Avoid herbicide injury when caring for your land

New guidebook helps property managers avoid injuring non-intended plants

MONTANA LIVING — Montana farmers, ranchers and homeowners can now take better care of their land when using herbicides.

Herbicide injury happens when wind or application factors cause the poison to target plants not intended for treatment. But Montana State University Extension has a new, free, 40-page color booklet available about diagnosing herbicide injury on plants.

“While herbicides are useful tools for managing weeds, sometimes they can also injure desired plants,”  Noelle Orloff, a diagnostician in the Schutter Diagnostic Lab said. “This injury is referred to as non-target injury, or damage to plants other than the target weeds intended to be controlled by an herbicide application.”Orloff said non-target herbicide injury is a continuing concern in Montana.

Jane mangold, msu weed lab bozeman, herbicide injury to plants, Montana Living

For example, plant samples assessed for herbicide injury symptoms by MSU’s Schutter Diagnostic Lab increased 90% between 2013 and 2018, from 60 to 115 samples annually. The new guide is part of a response to help MSU Extension agents and others diagnose herbicide injury issues.

Orloff said diagnosis can be difficult because symptoms may look like those caused by insects, disease or weather conditions. Another goal of the guide is to help pesticide applicators understand and prevent common causes of non-target herbicide injury, Orloff said.

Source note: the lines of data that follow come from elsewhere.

use crate::error::{VizError, VizResult};

pub use kurbo::{Point, Rect, Vec2};

#[derive(
    Clone, Copy, Debug, PartialEq, Eq, PartialOrd, Ord, Hash, serde::Serialize, serde::Deserialize,
)]
pub struct FrameIndex(pub u64);

#[derive(Clone, Copy, Debug, PartialEq, Eq, serde::Serialize, serde::Deserialize)]
pub struct FrameRange {
    pub start: FrameIndex,
    pub end: FrameIndex, // exclusive
}

impl FrameRange {
    pub fn new(start: FrameIndex, end: FrameIndex) -> VizResult<Self> {
        if start.0 > end.0 {
            return Err(VizError::validation("FrameRange start must be <= end"));
        }
        Ok(Self { start, end })
    }

    pub fn len_frames(self) -> u64 {
        self.end.0.saturating_sub(self.start.0)
    }

    pub fn is_empty(self) -> bool {
        self.start.0 == self.end.0
    }

    pub fn contains(self, f: FrameIndex) -> bool {
        self.start.0 <= f.0 && f.0 < self.end.0
    }
}

#[derive(Clone, Copy, Debug, PartialEq, Eq, serde::Serialize, serde::Deserialize)]
pub struct Fps {
    pub num: u32,
    pub den: u32, // must be > 0
}

impl Fps {
    pub fn new(num: u32, den: u32) -> VizResult<Self> {
        if num == 0 || den == 0 {
            return Err(VizError::validation("Fps num and den must be > 0"));
        }
        Ok(Self { num, den })
    }

    pub fn as_f64(self) -> f64 {
        f64::from(self.num) / f64::from(self.den)
    }

    pub fn frame_duration_secs(self) -> f64 {
        f64::from(self.den) / f64::from(self.num)
    }

    pub fn frames_to_secs(self, frames: u64) -> f64 {
        (frames as f64) * self.frame_duration_secs()
    }

    /// Nearest-frame conversion for scene timings authored in seconds.
    pub fn secs_to_frames_round(self, secs: f64) -> u64 {
        (secs * self.as_f64()).round().max(0.0) as u64
    }
}

#[derive(Clone, Copy, Debug, PartialEq, Eq, serde::Serialize, serde::Deserialize)]
pub struct Canvas {
    pub width: u32,
    pub height: u32,
}

impl Canvas {
    /// 1080p 16:9, the reference canvas all style constants are tuned for.
    pub fn hd() -> Self {
        Self {
            width: 1920,
            height: 1080,
        }
    }

    pub fn validate(self) -> VizResult<()> {
        if self.width == 0 || self.height == 0 {
            return Err(VizError::validation("canvas width/height must be > 0"));
        }
        Ok(())
    }
}

/// Straight-alpha RGBA8 color.
#[derive(Clone, Copy, Debug, PartialEq, Eq, serde::Serialize, serde::Deserialize)]
pub struct Rgba8 {
    pub r: u8,
    pub g: u8,
    pub b: u8,
    pub a: u8,
}

impl Rgba8 {
    pub const fn rgb(r: u8, g: u8, b: u8) -> Self {
        Self { r, g, b, a: 255 }
    }

    pub const fn rgba(r: u8, g: u8, b: u8, a: u8) -> Self {
        Self { r, g, b, a }
    }

    pub fn to_svg_hex(self) -> String {
        format!("#{:02x}{:02x}{:02x}", self.r, self.g, self.b)
    }

    pub fn alpha_f64(self) -> f64 {
        f64::from(self.a) / 255.0
    }
}

#[cfg(test)]
mod tests {
    use super::*;

    #[test]
    fn frame_range_contains_boundaries() {
        let r = FrameRange::new(FrameIndex(2), FrameIndex(5)).unwrap();
        assert!(!r.contains(FrameIndex(1)));
        assert!(r.contains(FrameIndex(2)));
        assert!(r.contains(FrameIndex(4)));
        assert!(!r.contains(FrameIndex(5)));
    }

    #[test]
    fn frame_range_rejects_inverted() {
        assert!(FrameRange::new(FrameIndex(5), FrameIndex(2)).is_err());
    }

    #[test]
    fn secs_to_frames_rounds_to_nearest() {
        let fps = Fps::new(30, 1).unwrap();
        assert_eq!(fps.secs_to_frames_round(0.3), 9);
        assert_eq!(fps.secs_to_frames_round(1.5), 45);
        assert_eq!(fps.secs_to_frames_round(0.0), 0);
    }

    #[test]
    fn rgba_hex_is_lowercase_rgb() {
        assert_eq!(Rgba8::rgb(0x58, 0xC4, 0xDD).to_svg_hex(), "#58c4dd");
    }
}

The guide describes common causes of non-target herbicide injury, such as herbicide drift and herbicide carryover; operator error and faulty application equipment; and environmental and plant factors that make herbicide injury more likely. It summarizes how to prevent herbicide injury, then describes how to diagnose herbicide injury, including a list of evidence to gather and questions to ask.

The herbicide injury guide also includes a key to plant symptoms, as well as photos and descriptions of plant symptoms for different types of herbicides. The guide is written by Orloff; Jane Mangold, MSU Extension invasive plant specialist; and Tim Seipel, MSU Extension cropland weed specialist.

The printed guides are funded by a grant from USDA-NIFA.A printed copy of the spiral-bound booklet (EB0232) is available to order from the MSU Extension Distribution Center. A nominal shipping charge will be applied. Orders may be placed by visiting www.msuextension.org/store or calling 406-994-3273.

The Montana herbicde booklet is also available as a downloadable PDF at store.msuextension.org/publications/AgandNaturalResources/EB0232.pdfand as an HTML website at msuextension.org/pubs/herbicideinjuryguide/index.html.